If you’ve been reading this column and the fantastic work of the rest of the COURIER team leading up to the election, you’re aware of how hostile Trump’s agenda will be to Black and brown people, LGBTQ+ folks, women, people with disabilities and those from low-income communities. But now, Trump and his congressional allies will legitimize their harmful policies as the will of the people since they believe the results of the election created a mandate to fund Trump’s border wall, extend the 2017 Trump tax cuts and cuts to public education and social programs and open federal lands for oil drilling as House Majority Leader Steve Scalise (R-LA) outlined as the GOP’s legislative priorities in the first 100 days of Trump 2.0.
Trump’s perceived mandate extends beyond policy to personnel.
The president-elect has pledged to entrust conspiracy theorist Robert F. Kennedy Jr. with broad power to influence policy on everything from public health to agriculture. And while Trump could do this without nominating RFK Jr. to a Cabinet post that requires Senate confirmation, senators like Marco Rubio of Florida have already said Republicans will provide “great deference” to Trump when it comes to the people who populate his administration.

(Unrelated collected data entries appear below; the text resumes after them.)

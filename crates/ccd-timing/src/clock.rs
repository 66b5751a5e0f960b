//! Clock-code quantization for the timing sequencer.
//!
//! The sequencer encodes a waveform interval as one byte: bit 7 selects
//! the step granularity (1 = 320 ns coarse steps, 0 = 40 ns fine steps)
//! and bits 6-0 carry the step count. The byte sits in bits 23-16 of the
//! 32-bit argument word appended to a timing command.

use tracing::warn;

/// Coarse regime step size in nanoseconds.
pub const COARSE_STEP_NS: u32 = 320;

/// Fine regime step size in nanoseconds.
pub const FINE_STEP_NS: u32 = 40;

/// Longest interval the encoding accepts, in microseconds. Requests above
/// this are clamped.
pub const MAX_INTERVAL_US: f64 = 163.0;

/// Bit 7 of the timing byte: set when the coarse regime is selected.
const COARSE_FLAG: u32 = 0x80;

/// Step granularity regimes available to the sequencer.
#[derive(Debug, Clone, Copy, PartialEq, Eq, Hash)]
pub enum Regime {
    /// 320 ns steps.
    Coarse,
    /// 40 ns steps.
    Fine,
}

impl Regime {
    /// Step size of this regime in nanoseconds.
    #[must_use]
    pub fn step_ns(self) -> u32 {
        match self {
            Self::Coarse => COARSE_STEP_NS,
            Self::Fine => FINE_STEP_NS,
        }
    }
}

impl std::fmt::Display for Regime {
    fn fmt(&self, f: &mut std::fmt::Formatter<'_>) -> std::fmt::Result {
        match self {
            Self::Coarse => write!(f, "coarse/320ns"),
            Self::Fine => write!(f, "fine/40ns"),
        }
    }
}

/// A quantized timing interval in the sequencer's packed encoding,
/// ready to be sent as a command argument.
#[derive(Debug, Clone, Copy, PartialEq, Eq, Hash)]
pub struct ClockCode(u32);

impl ClockCode {
    /// Quantize a microsecond interval into a clock code.
    ///
    /// Intervals above [`MAX_INTERVAL_US`] are clamped (with a warning,
    /// since the applied timing then differs from the request). The
    /// interval is truncated toward zero to whole nanoseconds; the
    /// firmware works in truncated nanoseconds, so rounding here would
    /// shift every boundary case.
    ///
    /// Above 4000 ns only the coarse regime can represent the interval.
    /// At or below 4000 ns both regimes are candidates: each remainder is
    /// folded to its nearer step boundary and the regime with the smaller
    /// folded error wins, ties going to coarse.
    #[must_use]
    #[allow(clippy::cast_possible_truncation, clippy::cast_sign_loss)]
    pub fn quantize(duration_us: f64) -> Self {
        let us = if duration_us > MAX_INTERVAL_US {
            warn!(
                requested_us = duration_us,
                clamped_us = MAX_INTERVAL_US,
                "requested interval out of range, clamping"
            );
            MAX_INTERVAL_US
        } else {
            duration_us
        };

        // Truncation toward zero, not rounding.
        let ns = (us * 1000.0) as u32;

        let byte = if ns > 4000 {
            (ns / COARSE_STEP_NS) | COARSE_FLAG
        } else {
            let coarse_err = fold(ns % COARSE_STEP_NS, COARSE_STEP_NS);
            let fine_err = fold(ns % FINE_STEP_NS, FINE_STEP_NS);
            if coarse_err <= fine_err {
                (ns / COARSE_STEP_NS) | COARSE_FLAG
            } else {
                ns / FINE_STEP_NS
            }
        };

        Self(byte << 16)
    }

    /// The full 32-bit command argument word.
    #[must_use]
    pub fn word(self) -> u32 {
        self.0
    }

    /// The timing byte (bits 23-16 of the word).
    #[must_use]
    pub fn timing_byte(self) -> u8 {
        ((self.0 >> 16) & 0xFF) as u8
    }

    /// Which step regime the code selects.
    #[must_use]
    pub fn regime(self) -> Regime {
        if u32::from(self.timing_byte()) & COARSE_FLAG != 0 {
            Regime::Coarse
        } else {
            Regime::Fine
        }
    }

    /// The 7-bit step count field of the timing byte.
    ///
    /// For coarse intervals beyond ~40.9 us the quotient exceeds seven
    /// bits and the excess spills into higher word bits, matching the
    /// sequencer's integer arithmetic; this accessor reports only the
    /// field itself.
    #[must_use]
    pub fn step(self) -> u8 {
        self.timing_byte() & 0x7F
    }
}

impl std::fmt::Display for ClockCode {
    fn fmt(&self, f: &mut std::fmt::Formatter<'_>) -> std::fmt::Result {
        write!(f, "0x{:08X}", self.0)
    }
}

/// Quantize a microsecond interval into a clock code.
///
/// Free-function alias for [`ClockCode::quantize`], convenient for
/// diagnostics and doctests.
#[must_use]
pub fn quantize(duration_us: f64) -> ClockCode {
    ClockCode::quantize(duration_us)
}

/// Fold a division remainder to the distance from the nearer step
/// boundary.
fn fold(rem: u32, modulus: u32) -> u32 {
    if rem > modulus / 2 {
        modulus - rem
    } else {
        rem
    }
}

Democrats will have few levers of legislative power to push back against Trumpism and Project 2025 for at least the next two years. From conversations I’ve had over the past 48 hours, House Democrats plan to shape public opinion through viral moments in committees, floor speeches and press conferences as they’ve done these past two years in the minority. Senate Democrats can leverage the chamber’s 60-vote threshold to block major Republican legislation, but this won’t stop the GOP from advancing their two chief priorities—locking in tax cuts for wealthy people and big corporations and confirming conservative judges to the federal bench—since both just require the simple majority they now have.
The consensus from my talks with folks is to figure out how to regrow the power Democrats lost on Tuesday. There’s also worry that disappointment will lead to apathy, especially among young people and the diversity groups that make up the Democratic base and progressive movement. And while there are no quick fixes or easy ways to do it, as they say, the first step to solving a problem is to realize one exists in the first place.